Chairman Dinesh Khara expressed confidence that the bank would sustain the growth trajectory in line with the economic growth which would also drag on the now shrinking corporate loan book. India’s largest lender is expecting 10% growth in its loan book in this financial year at the end of March 2022.
“Capacity utilization is still low at around 60%. Our undivided term loan facilities are around 27%, while 50% of working capital is unutilised. We have got a pipeline of Rs 1.15 lakh crore and we except that the unutilized term loan is Rs 2.25. Lakh Crore will also be utilized as there is very clear visibility of demand. Capacity addition is happening and I expect there will be a significant improvement in capacity utilization by the end of current and next quarter which will help in coming back to corporate credit,” Khara he said.
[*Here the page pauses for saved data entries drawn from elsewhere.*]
use std::collections::HashMap;
use log::debug;
use regex::Regex;
use serde::{Deserialize, Serialize};
use crate::models::ScriptToken;
use crate::utils::{is_blank_line, slugify_key, BLOCK_REGEX};

/// Fountain 解析结果
#[derive(Debug, Clone, Default, PartialEq, Eq, Serialize, Deserialize)]
pub struct FountainScript {
    /// 正文元素，按出现顺序
    pub tokens: Vec<ScriptToken>,
    /// 标题页键值，token_type 为规范化后的键名
    pub title_page: Vec<ScriptToken>,
}

impl FountainScript {
    pub fn new() -> Self {
        FountainScript::default()
    }

    // 按键名查找标题页的值
    pub fn title_value(&self, key: &str) -> Option<&str> {
        self.title_page
            .iter()
            .find(|token| token.token_type == key)
            .map(|token| token.text.as_str())
    }
}

pub struct FountainParser {
    result: FountainScript,
    in_dialogue: bool,
    last_blank: bool,
    regex: HashMap<String, Regex>,
}

impl Default for FountainParser {
    fn default() -> Self {
        Self::new()
    }
}

impl FountainParser {
    pub fn new() -> Self {
        let mut parser = FountainParser {
            result: FountainScript::new(),
            in_dialogue: false,
            last_blank: true,
            regex: HashMap::new(),
        };

        // 初始化正则表达式
        parser.init_regex();

        parser
    }

    /// 解析 Fountain 文本
    pub fn parse(&mut self, script: &str) -> FountainScript {
        self.result = FountainScript::new();
        self.in_dialogue = false;
        self.last_blank = true;

        let script = script.replace("\r\n", "\n").replace('\r', "\n");
        let script = script.strip_prefix('\u{feff}').unwrap_or(&script);
        let lines: Vec<&str> = script.split('\n').collect();

        let body_start = self.parse_title_page(&lines);
        for index in body_start..lines.len() {
            let next_blank = lines
                .get(index + 1)
                .map_or(true, |next| is_blank_line(next, false));
            self.parse_line(lines[index], index + 1, next_blank);
        }

        debug!(
            "Fountain 解析完成: {} 个元素, {} 个标题页字段",
            self.result.tokens.len(),
            self.result.title_page.len()
        );
        std::mem::take(&mut self.result)
    }

    // 解析标题页，返回正文开始的行号
    fn parse_title_page(&mut self, lines: &[&str]) -> usize {
        let title_regex = &self.regex["title_page"];
        let starts_title_page = lines
            .first()
            .map_or(false, |line| title_regex.is_match(line));
        if !starts_title_page {
            return 0;
        }

        let mut index = 0;
        while index < lines.len() && !is_blank_line(lines[index], false) {
            let line = lines[index];
            if let Some(caps) = title_regex.captures(line) {
                let key = slugify_key(&caps[1]);
                let value = caps[2].trim();
                self.result.title_page.push(ScriptToken::new(&key, value, index + 1));
            } else if let Some(token) = self.result.title_page.last_mut() {
                // 缩进的续行
                if !token.text.is_empty() {
                    token.text.push('\n');
                }
                token.text.push_str(line.trim());
            }
            index += 1;
        }
        index
    }

    fn parse_line(&mut self, line: &str, line_num: usize, next_blank: bool) {
        if is_blank_line(line, self.in_dialogue) {
            self.in_dialogue = false;
            self.last_blank = true;
            return;
        }
        let last_blank = self.last_blank;
        self.last_blank = false;
        let trimmed = line.trim();

        if self.in_dialogue {
            if self.regex["parenthetical"].is_match(trimmed) {
                self.push_token(ScriptToken::new("parenthetical", trimmed, line_num));
            } else {
                self.push_or_extend("dialogue", trimmed, line_num);
            }
            return;
        }

        if self.regex["page_break"].is_match(line) {
            self.push_token(ScriptToken::new("page_break", "", line_num));
            self.last_blank = true;
            return;
        }

        if let Some(caps) = BLOCK_REGEX["action_force"].captures(line) {
            self.push_token(ScriptToken::new("action", caps[3].trim(), line_num));
            return;
        }

        if let Some(caps) = BLOCK_REGEX["lyric"].captures(line) {
            self.push_token(ScriptToken::new("lyrics", caps[4].trim_end(), line_num));
            return;
        }

        if let Some(caps) = self.regex["centered"].captures(line) {
            self.push_token(ScriptToken::new("centered", caps[1].trim(), line_num));
            return;
        }

        if last_blank {
            if let Some(token) = self.scene_heading(trimmed, line_num) {
                self.push_token(token);
                return;
            }

            if let Some(caps) = self.regex["transition"].captures(line) {
                let text = if caps.get(1).is_some() {
                    trimmed.trim_start_matches('>').trim()
                } else {
                    trimmed
                };
                self.push_token(ScriptToken::new("transition", text, line_num));
                return;
            }

            if !next_blank && self.regex["character"].is_match(line) {
                let text = self.trim_character_force_symbol(trimmed);
                let text = self.trim_dual_marker(&text);
                self.push_token(ScriptToken::new("character", text, line_num));
                self.in_dialogue = true;
                return;
            }
        }

        if last_blank {
            self.push_token(ScriptToken::new("action", trimmed, line_num));
        } else {
            self.push_or_extend("action", trimmed, line_num);
        }
    }

    // 识别场景标题，支持 `.` 强制标记和 `#编号#`
    fn scene_heading(&self, text: &str, line_num: usize) -> Option<ScriptToken> {
        let forced = text.starts_with('.') && !text.starts_with("..");
        if !forced && !self.regex["scene_heading"].is_match(text) {
            return None;
        }

        let mut heading = if forced { &text[1..] } else { text };
        let mut number = None;
        if let Some(caps) = self.regex["scene_number"].captures(heading) {
            number = Some(caps[1].trim().to_string());
            heading = &heading[..caps.get(0).map_or(heading.len(), |m| m.start())];
        }

        let mut token = ScriptToken::new("scene_heading", heading.trim(), line_num);
        token.number = number;
        Some(token)
    }

    // 去除角色名前的@符号
    fn trim_character_force_symbol(&self, text: &str) -> String {
        text.trim_start().trim_start_matches('@').to_string()
    }

    // 去除双对话标记 ^
    fn trim_dual_marker(&self, text: &str) -> String {
        text.trim_end().trim_end_matches('^').trim_end().to_string()
    }

    // 添加token到结果
    fn push_token(&mut self, token: ScriptToken) {
        self.result.tokens.push(token);
    }

    // 同一块中的连续行合并到上一个token
    fn push_or_extend(&mut self, token_type: &str, text: &str, line_num: usize) {
        if let Some(last) = self.result.tokens.last_mut() {
            if last.token_type == token_type {
                last.text.push('\n');
                last.text.push_str(text);
                return;
            }
        }
        self.push_token(ScriptToken::new(token_type, text, line_num));
    }

    fn init_regex(&mut self) {
        self.regex.insert(
            "title_page".to_string(),
            Regex::new(r"(?i)^[ \t]*(title|credit|author[s]?|source|notes|draft date|date|watermark|contact(?: info)?|revision|copyright|font|tl|tc|tr|cc|br|bl|header|footer)\:(.*)$").unwrap()
        );
        self.regex.insert(
            "scene_heading".to_string(),
            Regex::new(r"^(?i:int|ext|est|int[.]?\/ext|i[.]?\/e)[. ]").unwrap()
        );
        self.regex.insert(
            "scene_number".to_string(),
            Regex::new(r"\s*#\s*([^#\s][^#]*?)\s*#\s*$").unwrap()
        );
        self.regex.insert(
            "transition".to_string(),
            Regex::new(r"^\s*(?:(>)[^\n\r<]*|[A-Z ]+TO:)\s*$").unwrap()
        );
        self.regex.insert(
            "character".to_string(),
            Regex::new(r"^[ \t]*((\p{Lu}[^\p{Ll}\r\n@]*)|(@[^\r\n\(（\^]*))(\(.*\)|（.*）)?(\s*\^)?\s*$").unwrap()
        );
        self.regex.insert(
            "parenthetical".to_string(),
            Regex::new(r"^[ \t]*(\(.+\)|（.+）)\s*$").unwrap()
        );
        self.regex.insert(
            "centered".to_string(),
            Regex::new(r"^[ \t]*>\s*(.+?)\s*<\s*$").unwrap()
        );
        self.regex.insert(
            "page_break".to_string(),
            Regex::new(r"^\s*\={3,}\s*$").unwrap()
        );
    }
}

#[cfg(test)]
mod tests {
    use super::*;

    fn parse(script: &str) -> FountainScript {
        FountainParser::new().parse(script)
    }

    fn types(script: &FountainScript) -> Vec<&str> {
        script.tokens.iter().map(|t| t.token_type.as_str()).collect()
    }

    #[test]
    fn dialogue_block() {
        let script = parse("INT. HOUSE - DAY\n\nBOB (V.O.)\n(quietly)\nHello.\nIt's me.\n\nShe leaves.\n");
        assert_eq!(types(&script), ["scene_heading", "character", "parenthetical", "dialogue", "action"]);
        assert_eq!(script.tokens[1].text, "BOB (V.O.)");
        assert_eq!(script.tokens[3].text, "Hello.\nIt's me.");
    }

    #[test]
    fn character_needs_following_line() {
        let script = parse("Some action.\n\nBOOM\n\nMore.");
        assert_eq!(types(&script), ["action", "action", "action"]);
    }

    #[test]
    fn scene_heading_force_and_number() {
        let script = parse(".flashback #12A#\n\nint. office - night");
        assert_eq!(script.tokens[0].text, "flashback");
        assert_eq!(script.tokens[0].number.as_deref(), Some("12A"));
        assert_eq!(script.tokens[1].token_type, "scene_heading");
        assert_eq!(script.tokens[1].text, "int. office - night");
    }

    #[test]
    fn ellipsis_is_not_a_scene_heading() {
        let script = parse("...and then nothing.");
        assert_eq!(types(&script), ["action"]);
    }

    #[test]
    fn transitions_centered_lyrics_and_breaks() {
        let script = parse("CUT TO:\n\n> THE END <\n\n>SMASH CUT\n\n~Sing along\n\n===\n\n!LOUD NOISE");
        assert_eq!(
            types(&script),
            ["transition", "centered", "transition", "lyrics", "page_break", "action"]
        );
        assert_eq!(script.tokens[1].text, "THE END");
        assert_eq!(script.tokens[2].text, "SMASH CUT");
        assert_eq!(script.tokens[3].text, "Sing along");
        assert_eq!(script.tokens[5].text, "LOUD NOISE");
    }

    #[test]
    fn forced_character_and_dual_marker() {
        let script = parse("@McCLANE ^\nYippee.");
        assert_eq!(script.tokens[0].token_type, "character");
        assert_eq!(script.tokens[0].text, "McCLANE");
    }

    #[test]
    fn title_page_with_continuations() {
        let script = parse("Title: Big Fish\nCredit: written by\nAuthor: John August\nContact:\n    1 Main St\n    Springfield\n\nFADE TO:\n");
        assert_eq!(script.title_value("title"), Some("Big Fish"));
        assert_eq!(script.title_value("author"), Some("John August"));
        assert_eq!(script.title_value("contact"), Some("1 Main St\nSpringfield"));
        assert_eq!(types(&script), ["transition"]);
    }

    #[test]
    fn crlf_and_multiline_action() {
        let script = parse("Line one\r\nLine two\r\n\r\nLine three");
        assert_eq!(types(&script), ["action", "action"]);
        assert_eq!(script.tokens[0].text, "Line one\nLine two");
    }
}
A sharp drop in provisions also helped the bank increase its net profit. Provisions declined 51% to Rs 2699 crore from Rs 5619 crore a year ago, due to improved debt collection and write back provisions made for Dewan Housing Finance Limited (DHFL).
Slippage declined sharply to just Rs 4176 crore in September 2021 from Rs 15,666 crore in the quarter ended June 2021, as collection efficiency in retail loans improved to 95% after recovery from the devastating effects of the second wave of the pandemic. Happened after.
The net NPA ratio fell to 1.52% from 1.59% a year ago, while the slippage ratio fell sharply to 0.66% from 2.47% in June 2021, resulting in a 51 basis points drop in credit cost year-on-year. One basis point is 0.01 percentage point.
Khara did not give clear guidance on asset quality, but indicated that downside pressure is on.
“There are no major concerns on the asset quality. Our underwriting standards have improved and the collection machinery has also improved,” he said, adding that the bank has made 100% provisioning for its exposure to the bankrupt Credit Group. .
Strong’s retail loan performance and improvement in asset quality also allowed the bank to fully provide Rs 7,418 crore towards changes in family pension rules in one quarter, while the regulator had allowed it to be amortized over five years.